* _MATERIAL SUPPLIED_:
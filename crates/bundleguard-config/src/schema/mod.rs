//! Configuration schema types for bundleguard.
//!
//! All structs use `serde(default)` so partial configs work correctly.

mod css;
mod logging;
mod paths;
mod sanitize;
mod verify;

pub use css::*;
pub use logging::*;
pub use paths::*;
pub use sanitize::*;
pub use verify::*;

use serde::{Deserialize, Serialize};

/// Current config schema version.
pub const CONFIG_SCHEMA_VERSION: u32 = 1;

/// Root configuration.
///
/// Every option has a default matching the standard `dist/` layout, so an
/// absent or empty `bundleguard.toml` is a valid configuration.
#[derive(Debug, Clone, Serialize, Deserialize, Default, PartialEq)]
#[serde(default)]
pub struct BundleguardConfig {
    pub paths: PathsConfig,
    pub sanitize: SanitizeConfig,
    pub verify: VerifyConfig,
    pub css: CssConfig,
    pub logging: LoggingConfig,
}
//! The CSS pretty-printer.
//!
//! A single left-to-right scan with one character of lookahead. Newlines
//! are only ever inserted at an unquoted, uncommented `{`, `}` or `;`.
//! `{` and `;` inside parentheses are left alone, so string contents and
//! `url(...)` payloads (data URLs included) stay on one line. A `}` always
//! closes a block and resets the parenthesis depth.

/// One indentation level unless configured otherwise.
pub const DEFAULT_INDENT: &str = "  ";

/// CSS whitespace: space, tab, line feed, carriage return, form feed.
/// Other Unicode spaces such as U+00A0 are ordinary characters.
pub(crate) fn is_css_whitespace(c: char) -> bool {
    c.is_ascii_whitespace()
}

#[derive(Debug, Clone, Copy, PartialEq, Eq)]
enum ScanState {
    Normal,
    InString { quote: char, escaped: bool },
    InComment,
}

struct Reformatter<'a> {
    indent: &'a str,
    out: String,
    depth: usize,
    parens: usize,
    state: ScanState,
}

impl<'a> Reformatter<'a> {
    fn new(indent: &'a str, capacity: usize) -> Self {
        Self {
            indent,
            out: String::with_capacity(capacity + capacity / 4),
            depth: 0,
            parens: 0,
            state: ScanState::Normal,
        }
    }

    fn trim_trailing_whitespace(&mut self) {
        let len = self.out.trim_end_matches(is_css_whitespace).len();
        self.out.truncate(len);
    }

    fn push_indent(&mut self) {
        for _ in 0..self.depth {
            self.out.push_str(self.indent);
        }
    }

    fn ends_in_whitespace(&self) -> bool {
        self.out.is_empty() || self.out.ends_with(is_css_whitespace)
    }

    /// Feed one character. `next` is the lookahead; returns true when the
    /// lookahead was consumed as part of a two-character token.
    fn step(&mut self, c: char, next: Option<char>) -> bool {
        match self.state {
            ScanState::InString { quote, escaped } => {
                self.out.push(c);
                self.state = if escaped {
                    ScanState::InString {
                        quote,
                        escaped: false,
                    }
                } else if c == '\\' {
                    ScanState::InString {
                        quote,
                        escaped: true,
                    }
                } else if c == quote {
                    ScanState::Normal
                } else {
                    self.state
                };
                false
            }
            ScanState::InComment => {
                self.out.push(c);
                if c == '*' && next == Some('/') {
                    self.out.push('/');
                    self.state = ScanState::Normal;
                    return true;
                }
                false
            }
            ScanState::Normal => self.step_normal(c, next),
        }
    }

    fn step_normal(&mut self, c: char, next: Option<char>) -> bool {
        match c {
            '/' if next == Some('*') => {
                self.out.push_str("/*");
                self.state = ScanState::InComment;
                return true;
            }
            '"' | '\'' => {
                self.out.push(c);
                self.state = ScanState::InString {
                    quote: c,
                    escaped: false,
                };
            }
            '(' => {
                self.parens += 1;
                self.out.push(c);
            }
            ')' => {
                self.parens = self.parens.saturating_sub(1);
                self.out.push(c);
            }
            '{' if self.parens == 0 => {
                self.trim_trailing_whitespace();
                self.out.push_str(" {\n");
                self.depth += 1;
                self.push_indent();
            }
            '}' => {
                // Closes the block even after an unbalanced `(`
                self.parens = 0;
                self.depth = self.depth.saturating_sub(1);
                self.trim_trailing_whitespace();
                self.out.push('\n');
                self.push_indent();
                self.out.push_str("}\n\n");
                self.push_indent();
            }
            ';' if self.parens == 0 => {
                self.trim_trailing_whitespace();
                self.out.push_str(";\n");
                self.push_indent();
            }
            c if is_css_whitespace(c) => {
                // Collapse runs, and never stack on top of inserted layout.
                if !self.ends_in_whitespace() {
                    self.out.push(' ');
                }
            }
            _ => self.out.push(c),
        }
        false
    }

    fn finish(self) -> String {
        self.out.trim_matches(is_css_whitespace).to_string()
    }
}

/// Reformat CSS with the default two-space indent.
pub fn reformat(css: &str) -> String {
    reformat_with_indent(css, DEFAULT_INDENT)
}

/// Reformat CSS into indented multi-line form.
///
/// Every `{` opens an indented block, every `;` ends its line, and every
/// `}` dedents and is followed by a blank line. Only whitespace layout
/// changes; see [`super::normalize`] for the equivalence this preserves.
pub fn reformat_with_indent(css: &str, indent: &str) -> String {
    let mut fmt = Reformatter::new(indent, css.len());
    let mut chars = css.chars().peekable();

    while let Some(c) = chars.next() {
        if fmt.step(c, chars.peek().copied()) {
            chars.next();
        }
    }

    fmt.finish()
}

* _WORK TASK_: Everything from the line with "let mut chars = css.chars().peekable();" to the last line of the data is what to return, word for word; leave out the rest.

* _TASK RESPONSE_:
    let mut chars = css.chars().peekable();

    while let Some(c) = chars.next() {
        if fmt.step(c, chars.peek().copied()) {
            chars.next();
        }
    }

    fmt.finish()
}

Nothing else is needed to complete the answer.